Actually what you will find is that the deviation is
not proportional. The deviation where the macro selects 3 words instead of 2 is actually a "bug". Note that my original macro says
$word[6500]. Since arrays are indexed from 0 this actually means that the macro should select 6501 words, not 6500. So as written the macro will always select one "word" extra. But any other deviations that you will find have to do with issues of the definition of "word", but also other technical differences which I am not even entirely sure about.

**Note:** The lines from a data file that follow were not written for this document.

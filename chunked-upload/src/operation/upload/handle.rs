/*
 * Copyright Amazon.com, Inc. or its affiliates. All Rights Reserved.
 * SPDX-License-Identifier: Apache-2.0
 */

use tokio::task::JoinHandle;

use crate::error::{self, Error};
use crate::operation::upload::context::UploadContext;
use crate::operation::upload::UploadOutput;

/// Response type for a single upload request.
///
/// # Cancellation
///
/// The upload can be cancelled by calling [`Self::cancel`], [`Self::abort`] or by dropping the
/// handle. Parts not yet dispatched are never started, parts in flight stop at their next
/// await point and their buffers are released.
#[derive(Debug)]
#[non_exhaustive]
pub struct UploadHandle {
    task: Option<JoinHandle<Result<UploadOutput, Error>>>,
    /// The context used to drive an upload to completion
    pub(crate) ctx: UploadContext,
}

impl UploadHandle {
    pub(crate) fn new(ctx: UploadContext, task: JoinHandle<Result<UploadOutput, Error>>) -> Self {
        Self {
            task: Some(task),
            ctx,
        }
    }

    /// Request cancellation without waiting for the upload to stop.
    ///
    /// [`Self::join`] then reports a cancellation error unless the upload already finished.
    pub fn cancel(&self) {
        self.ctx.cancellation_token().cancel();
    }

    /// Returns true once the upload stopped, successfully or not
    pub fn is_finished(&self) -> bool {
        self.task.as_ref().map_or(true, JoinHandle::is_finished)
    }

    /// Consume the handle and wait for upload to complete
    #[tracing::instrument(skip_all, level = "debug", name = "join-upload")]
    pub async fn join(mut self) -> Result<UploadOutput, Error> {
        match self.task.take() {
            Some(task) => task.await?,
            None => Err(error::operation_cancelled()),
        }
    }

    /// Cancel the upload and wait for every in-flight part to stop.
    ///
    /// Returns the cancellation error, or the output if the upload finished before the
    /// cancellation took effect.
    #[tracing::instrument(skip_all, level = "debug", name = "abort-upload")]
    pub async fn abort(mut self) -> Result<UploadOutput, Error> {
        self.cancel();
        match self.task.take() {
            Some(task) => task.await?,
            None => Err(error::operation_cancelled()),
        }
    }
}

impl Drop for UploadHandle {
    fn drop(&mut self) {
        if self.task.is_some() {
            self.ctx.cancellation_token().cancel();
        }
    }
}
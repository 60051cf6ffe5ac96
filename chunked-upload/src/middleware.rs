/*
 * Copyright Amazon.com, Inc. or its affiliates. All Rights Reserved.
 * SPDX-License-Identifier: Apache-2.0
 */

pub(crate) mod retry;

Consider the following example:
The above file has 30 completely regular paragraphs with 5 * 100 word sentences of the form "Text text … text." for a word count total of 15,000. If you use the built-in document statistics you might find a word count of 14,910! If you try the "Select 6500 first words" macro then you should see that it selects 13 full paragraphs plus the first word of the 14th. The built-in stats report "6,462 words and 13 paragraphs", while my "Document Statistics" macro reports "6,501 words and 14 paragraphs".

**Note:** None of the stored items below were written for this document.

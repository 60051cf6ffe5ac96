/*
 * Copyright Amazon.com, Inc. or its affiliates. All Rights Reserved.
 * SPDX-License-Identifier: Apache-2.0
 */

//! Test doubles for the remote service and the HTTP transport.

use std::collections::{HashMap, HashSet, VecDeque};
use std::sync::atomic::{AtomicUsize, Ordering};
use std::sync::Mutex;
use std::time::Duration;

use async_trait::async_trait;
use bytes::{Bytes, BytesMut};
use chunked_upload::error::{Error, ErrorKind};
use chunked_upload::http::{Body, HttpClient, HttpRequest, HttpResponse};
use chunked_upload::operation::upload::{
    CompleteOutput, ContentHash, CreateSessionOutput, CreateSessionRequest, UploadApi,
    UploadSession,
};
use chunked_upload::types::RemoteErrorCode;
use futures_util::StreamExt;
use http::{HeaderMap, Method, StatusCode};
use sha1::{Digest, Sha1};

/// Base URL of the part URLs handed out by [`MockUploadApi`]
pub const PART_BASE_URL: &str = "https://parts.test";

/// Install a `tracing` subscriber honoring `RUST_LOG`, once per test binary
pub fn init_logs() {
    let _ = tracing_subscriber::fmt()
        .with_env_filter(tracing_subscriber::EnvFilter::from_default_env())
        .with_test_writer()
        .try_init();
}

/// Deterministic, non-repeating test content
pub fn pattern(size: usize) -> Bytes {
    (0..size)
        .map(|i| (i % 251) as u8)
        .collect::<Vec<_>>()
        .into()
}

/// Lowercase hex MD5 of `content`, the etag sent when opening a session
pub fn etag(content: &[u8]) -> String {
    format!("{:x}", md5::compute(content))
}

/// A request seen by [`MockHttpClient`]
#[derive(Debug, Clone)]
pub struct RecordedRequest {
    pub method: Method,
    pub url: String,
    pub headers: HeaderMap,
    pub body: Bytes,
}

impl RecordedRequest {
    /// `(session id, part number)` for a part URL
    pub fn part(&self) -> Option<(String, u64)> {
        let path = self.url.strip_prefix(PART_BASE_URL)?.trim_start_matches('/');
        let (session, part) = path.split_once('/')?;
        Some((session.to_owned(), part.parse().ok()?))
    }

    /// The body parsed as JSON
    pub fn json(&self) -> serde_json::Value {
        serde_json::from_slice(&self.body).unwrap()
    }
}

#[derive(Debug, Default)]
struct Script {
    queued: HashMap<String, VecDeque<HttpResponse>>,
    always: HashMap<String, HttpResponse>,
}

/// [`HttpClient`] double recording every request and answering from a per-URL script.
///
/// Unscripted URLs answer `200` with an empty body.
#[derive(Debug, Default)]
pub struct MockHttpClient {
    script: Mutex<Script>,
    requests: Mutex<Vec<RecordedRequest>>,
    delay: Option<Duration>,
    in_flight: AtomicUsize,
    max_in_flight: AtomicUsize,
}

impl MockHttpClient {
    pub fn new() -> Self {
        Self::default()
    }

    /// Every request takes `delay` (on the tokio clock) before it is answered
    pub fn with_delay(mut self, delay: Duration) -> Self {
        self.delay = Some(delay);
        self
    }

    /// Answer the next request to `url` with `status` and `body`
    pub fn respond(&self, url: &str, status: u16, body: &str) -> &Self {
        self.respond_times(url, 1, status, body)
    }

    /// Answer the next `times` requests to `url` with `status` and `body`
    pub fn respond_times(&self, url: &str, times: usize, status: u16, body: &str) -> &Self {
        let mut script = self.script.lock().unwrap();
        let queue = script.queued.entry(url.to_owned()).or_default();
        for _ in 0..times {
            queue.push_back(response(status, body));
        }
        self
    }

    /// Answer every unqueued request to `url` with `status` and `body`
    pub fn respond_always(&self, url: &str, status: u16, body: &str) -> &Self {
        self.script
            .lock()
            .unwrap()
            .always
            .insert(url.to_owned(), response(status, body));
        self
    }

    /// Every request seen so far
    pub fn requests(&self) -> Vec<RecordedRequest> {
        self.requests.lock().unwrap().clone()
    }

    /// Requests to exactly `url`
    pub fn requests_to(&self, url: &str) -> Vec<RecordedRequest> {
        self.requests()
            .into_iter()
            .filter(|req| req.url == url)
            .collect()
    }

    /// `PUT` requests to part URLs
    pub fn part_puts(&self) -> Vec<RecordedRequest> {
        self.requests()
            .into_iter()
            .filter(|req| req.method == Method::PUT && req.part().is_some())
            .collect()
    }

    /// Highest number of concurrent requests observed
    pub fn max_in_flight(&self) -> usize {
        self.max_in_flight.load(Ordering::SeqCst)
    }

    fn answer(&self, url: &str) -> HttpResponse {
        let mut script = self.script.lock().unwrap();
        if let Some(resp) = script.queued.get_mut(url).and_then(VecDeque::pop_front) {
            return resp;
        }
        script
            .always
            .get(url)
            .cloned()
            .unwrap_or_else(|| response(200, ""))
    }
}

fn response(status: u16, body: &str) -> HttpResponse {
    HttpResponse::new(
        StatusCode::from_u16(status).unwrap(),
        Bytes::copy_from_slice(body.as_bytes()),
    )
}

struct InFlight<'a>(&'a AtomicUsize);

impl Drop for InFlight<'_> {
    fn drop(&mut self) {
        self.0.fetch_sub(1, Ordering::SeqCst);
    }
}

async fn collect(body: Body) -> Result<Bytes, Error> {
    match body {
        Body::Empty => Ok(Bytes::new()),
        Body::Bytes(bytes) => Ok(bytes),
        Body::Stream {
            mut stream,
            content_length,
        } => {
            let mut buf = BytesMut::new();
            while let Some(chunk) = stream.next().await {
                let chunk = chunk.map_err(|err| Error::new(ErrorKind::RequestFailed, err))?;
                buf.extend_from_slice(&chunk);
            }
            assert_eq!(content_length, buf.len() as u64, "body length mismatch");
            Ok(buf.freeze())
        }
    }
}

#[async_trait]
impl HttpClient for MockHttpClient {
    async fn send(&self, request: HttpRequest) -> Result<HttpResponse, Error> {
        let now = self.in_flight.fetch_add(1, Ordering::SeqCst) + 1;
        self.max_in_flight.fetch_max(now, Ordering::SeqCst);
        let _in_flight = InFlight(&self.in_flight);

        let HttpRequest {
            method,
            url,
            headers,
            body,
        } = request;
        let body = collect(body).await?;
        self.requests.lock().unwrap().push(RecordedRequest {
            method,
            url: url.clone(),
            headers,
            body,
        });
        if let Some(delay) = self.delay {
            tokio::time::sleep(delay).await;
        }
        Ok(self.answer(&url))
    }
}

/// [`UploadApi`] double with content-addressed storage for rapid uploads.
#[derive(Debug, Default)]
pub struct MockUploadApi {
    part_size: Option<u64>,
    proof_secret: Option<String>,
    complete_async: bool,
    polls: Mutex<VecDeque<bool>>,
    stored: Mutex<HashMap<String, String>>,
    stored_pre_hashes: Mutex<HashSet<String>>,
    created: Mutex<Vec<CreateSessionRequest>>,
    part_url_calls: AtomicUsize,
    complete_calls: AtomicUsize,
    poll_calls: AtomicUsize,
    sessions: AtomicUsize,
}

impl MockUploadApi {
    pub fn new() -> Self {
        Self::default()
    }

    /// Negotiate `part_size` for every session
    pub fn with_part_size(mut self, part_size: u64) -> Self {
        self.part_size = Some(part_size);
        self
    }

    /// Hand out `secret` for rapid-upload proofs
    pub fn with_proof_secret(mut self, secret: &str) -> Self {
        self.proof_secret = Some(secret.to_owned());
        self
    }

    /// Finalize asynchronously, answering polls from `polls` (then `true`)
    pub fn with_async_completion(mut self, polls: impl IntoIterator<Item = bool>) -> Self {
        self.complete_async = true;
        self.polls = Mutex::new(polls.into_iter().collect());
        self
    }

    /// Pretend `content` is already stored as `file_id`
    pub fn store(&self, content: &[u8], file_id: &str) {
        let head = &content[..content.len().min(1024)];
        self.stored_pre_hashes
            .lock()
            .unwrap()
            .insert(hex::encode(Sha1::digest(head)));
        self.stored
            .lock()
            .unwrap()
            .insert(hex::encode(Sha1::digest(content)), file_id.to_owned());
    }

    /// Every session request received
    pub fn created(&self) -> Vec<CreateSessionRequest> {
        self.created.lock().unwrap().clone()
    }

    pub fn part_url_calls(&self) -> usize {
        self.part_url_calls.load(Ordering::SeqCst)
    }

    pub fn complete_calls(&self) -> usize {
        self.complete_calls.load(Ordering::SeqCst)
    }

    pub fn poll_calls(&self) -> usize {
        self.poll_calls.load(Ordering::SeqCst)
    }
}

#[async_trait]
impl UploadApi for MockUploadApi {
    async fn create_session(
        &self,
        request: &CreateSessionRequest,
    ) -> Result<CreateSessionOutput, Error> {
        self.created.lock().unwrap().push(request.clone());
        match &request.content_hash {
            ContentHash::PreHash(pre) if self.stored_pre_hashes.lock().unwrap().contains(pre) => {
                return Err(Error::new(
                    ErrorKind::RemoteError(RemoteErrorCode::PreHashMatched),
                    "pre hash matched",
                ));
            }
            ContentHash::Full { sha1, .. } => {
                if let Some(file_id) = self.stored.lock().unwrap().get(sha1) {
                    return Ok(CreateSessionOutput::existing(file_id.clone()));
                }
            }
            _ => {}
        }
        let n = self.sessions.fetch_add(1, Ordering::SeqCst) + 1;
        Ok(CreateSessionOutput::session(format!("session-{n}"), self.part_size)
            .with_file_id(format!("file-{n}")))
    }

    async fn part_url(&self, session: &UploadSession, part_number: u64) -> Result<String, Error> {
        self.part_url_calls.fetch_add(1, Ordering::SeqCst);
        Ok(format!(
            "{PART_BASE_URL}/{}/{part_number}",
            session.session_id()
        ))
    }

    async fn complete(&self, _session: &UploadSession) -> Result<CompleteOutput, Error> {
        self.complete_calls.fetch_add(1, Ordering::SeqCst);
        if self.complete_async {
            Ok(CompleteOutput::pending())
        } else {
            Ok(CompleteOutput::done())
        }
    }

    async fn poll_completion(&self, _session: &UploadSession) -> Result<bool, Error> {
        self.poll_calls.fetch_add(1, Ordering::SeqCst);
        Ok(self.polls.lock().unwrap().pop_front().unwrap_or(true))
    }

    async fn proof_secret(&self) -> Option<String> {
        self.proof_secret.clone()
    }
}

Finally as another test, let's try the Nisus Macro Language Reference.
The "Select 6500 first words" macro will select all the way up to:
Set Fixed Line Height points v2.0.7
Changes the paragraph’s line height to
in the section "Commands > Formatting Text".
The built-in stats will report "5,675 words 533 paragraphs", the "Document Statistics" macro "6,430 words 647 paragraphs". Obviously the built-in stats live in a different universe, but why the disagreement with the "Document Statistics" macro? Who knows? The file we're checking contains many tables, and other types of 'broken-up' text as well as many 'strange' words. If you want to know exactly what's going on you can try the following modified version of the "Select 6500 first words" macro:
Code: Select all
$doc = Document.active
$words = $doc.text.findAll @Text<\w+>, 'E'
if $words.count > 6500
$words6500 = $words.subarrayInRange Range.new(0,6500)
$doc.setSelection $words6500
else
Prompt 'This document has only ' & $words.count & ' words'
end
This macro will select the "words" individually, and you see that the built-in stats now comes much closer. (For me it shows 6,499 words). One thing that I find baffling is that it selects some of the content of the table in the section "Indexing" which is beyond the main body text that has been selected. Don't understand this.
At this point I have to say that this is beyond the point that I care about.